Cholesterol is like thousands of other beneficial compounds, ranging from aspirin and alcohol to Vitamin A and Zinc. If your body gets too much, the high concentrations overwhelm the biochemical mechanisms for dealing with it. Suddenly your lifestyle has laid a potentially fatal trap for you.

Scientists think that excess cholesterol is caused by:

Genetics

People have differing abilities to cope with cholesterol. About five percent of the population has levels that remain high despite low intake of cholesterol and fats.

Diet

Most people with elevated cholesterol levels consume too much cholesterol and saturated fat. In addition, these diets are apt to lack fruit, vegetables and other sources of soluble fiber that lower cholesterol levels.

Stress

Studies show that stress tends to raise the overall cholesterol level, with proportionately larger increases for "bad" LDL cholesterol than for "good" HDL.

Lack of Exercise

Moderate exercise can raise your HDL levels and help lower overall cholesterol levels. It is not clear whether the lower level is due directly to the exercise or to its stress-reducing effect.

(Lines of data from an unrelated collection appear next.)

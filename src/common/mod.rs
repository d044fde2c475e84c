// src/common/mod.rs

// --- Declare all public modules within common ---
pub mod clock;
pub mod code;
pub mod command;
pub mod config;
pub mod error;
pub mod event;
pub mod frame;
pub mod hal_traits;
pub mod line_log;
pub mod timing;
pub mod types;

// --- Re-export key types/traits/functions for easier access ---

// From clock.rs
pub use clock::FixedClock;
#[cfg(feature = "std")]
pub use clock::SystemClock;

// From code.rs
pub use code::{build_traceability_code, DateCodes};

// From command.rs
pub use command::{Command, CommandFormatError};

// From config.rs
pub use config::{ConfigMap, ConfigParseError, StationIdentity};

// From error.rs
pub use error::StationError;

// From event.rs
pub use event::{classify, sensor_tokens, ProtocolEvent};

// From frame.rs
pub use frame::{FrameReader, Lines};

// From hal_traits.rs
pub use hal_traits::{Clock, Transport}; // Core sync traits

// From line_log.rs
pub use line_log::LineLog;

// From types.rs
pub use types::{Counters, SensorFlags, StatusLabel, StatusSnapshot};

// From timing.rs (constants - users can access via common::timing::*)
pub use timing::DEFAULT_SENSOR_COUNT;
// src/link/serial.rs

use crate::common::{hal_traits::Transport, timing::DEFAULT_BAUD_RATE};
use log::debug;
use serialport::SerialPort;
use std::boxed::Box;
use std::io::{self, Read, Write};
use std::time::Duration;

#[derive(Debug, thiserror::Error)]
pub enum SerialTransportError {
    #[error("serial port error: {0}")]
    Port(#[from] serialport::Error),
    #[error("serial I/O error: {0}")]
    Io(#[from] io::Error),
    #[error("serial port is not open")]
    NotOpen,
}

/// [`Transport`] backed by an OS serial port, 8N1 at a fixed baud rate.
///
/// The port is opened with a zero read timeout and only ever read for the byte
/// count the driver reports as pending, so no call blocks.
pub struct SerialPortTransport {
    baud_rate: u32,
    port: Option<Box<dyn SerialPort>>,
}

impl SerialPortTransport {
    pub fn new() -> Self {
        Self::with_baud_rate(DEFAULT_BAUD_RATE)
    }

    pub fn with_baud_rate(baud_rate: u32) -> Self {
        SerialPortTransport { baud_rate, port: None }
    }

    pub fn baud_rate(&self) -> u32 {
        self.baud_rate
    }

    /// Names of the serial ports currently present on the system.
    pub fn available_channels() -> Result<std::vec::Vec<std::string::String>, SerialTransportError> {
        Ok(serialport::available_ports()?
            .into_iter()
            .map(|p| p.port_name)
            .collect())
    }

    fn port_mut(&mut self) -> Result<&mut Box<dyn SerialPort>, SerialTransportError> {
        self.port.as_mut().ok_or(SerialTransportError::NotOpen)
    }
}

impl Default for SerialPortTransport {
    fn default() -> Self {
        Self::new()
    }
}

impl core::fmt::Debug for SerialPortTransport {
    fn fmt(&self, f: &mut core::fmt::Formatter<'_>) -> core::fmt::Result {
        f.debug_struct("SerialPortTransport")
            .field("baud_rate", &self.baud_rate)
            .field("port", &self.port.as_ref().and_then(|p| p.name()))
            .finish()
    }
}

impl Transport for SerialPortTransport {
    type Error = SerialTransportError;

    fn is_open(&self) -> bool {
        self.port.is_some()
    }

    fn open(&mut self, channel: &str) -> Result<(), Self::Error> {
        self.close();
        let port = serialport::new(channel, self.baud_rate)
            .timeout(Duration::ZERO)
            .open()?;
        debug!("Opened {} at {} baud", channel, self.baud_rate);
        self.port = Some(port);
        Ok(())
    }

    fn available_byte_count(&mut self) -> Result<usize, Self::Error> {
        Ok(self.port_mut()?.bytes_to_read()? as usize)
    }

    fn read_available(&mut self, buf: &mut [u8]) -> nb::Result<usize, Self::Error> {
        let port = self.port_mut().map_err(nb::Error::Other)?;
        match port.read(buf) {
            Ok(0) => Err(nb::Error::WouldBlock),
            Ok(n) => Ok(n),
            Err(e) if matches!(e.kind(), io::ErrorKind::TimedOut | io::ErrorKind::WouldBlock) => {
                Err(nb::Error::WouldBlock)
            }
            Err(e) => Err(nb::Error::Other(e.into())),
        }
    }

    fn write(&mut self, bytes: &[u8]) -> Result<(), Self::Error> {
        let port = self.port_mut()?;
        port.write_all(bytes)?;
        port.flush()?;
        Ok(())
    }

    fn close(&mut self) {
        if let Some(port) = self.port.take() {
            debug!("Closed {:?}", port.name());
        }
    }
}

Obviously, this book can't do anything about your genetic make-up. If you're the 1-in-20 person whose cholesterol level is genetically unable to respond to lifestyle changes, you need to see your physician to discuss other options such as drug therapy. But for the rest of the population, diet, stress reduction and exercise can all help save your life.

What the Heck Is Cholesterol?

Cholesterol is a waxy chemical with a complex molecular ring structure that, by itself, is insoluble in blood.

Because of this insolubility, cholesterol needs a blood-soluble compound to transport it through the body. The suitable vehicle is another molecule called lipoprotein. This is a disk-shaped molecule with a fat (lipo) portion, that attaches to the cholesterol, and a protein portion that surrounds the cholesterol and makes the whole package soluble in your water-based blood. In one sense, the cholesterol molecule rides inside the lipoprotein like an astronaut in a hockey-puck-shaped space capsule.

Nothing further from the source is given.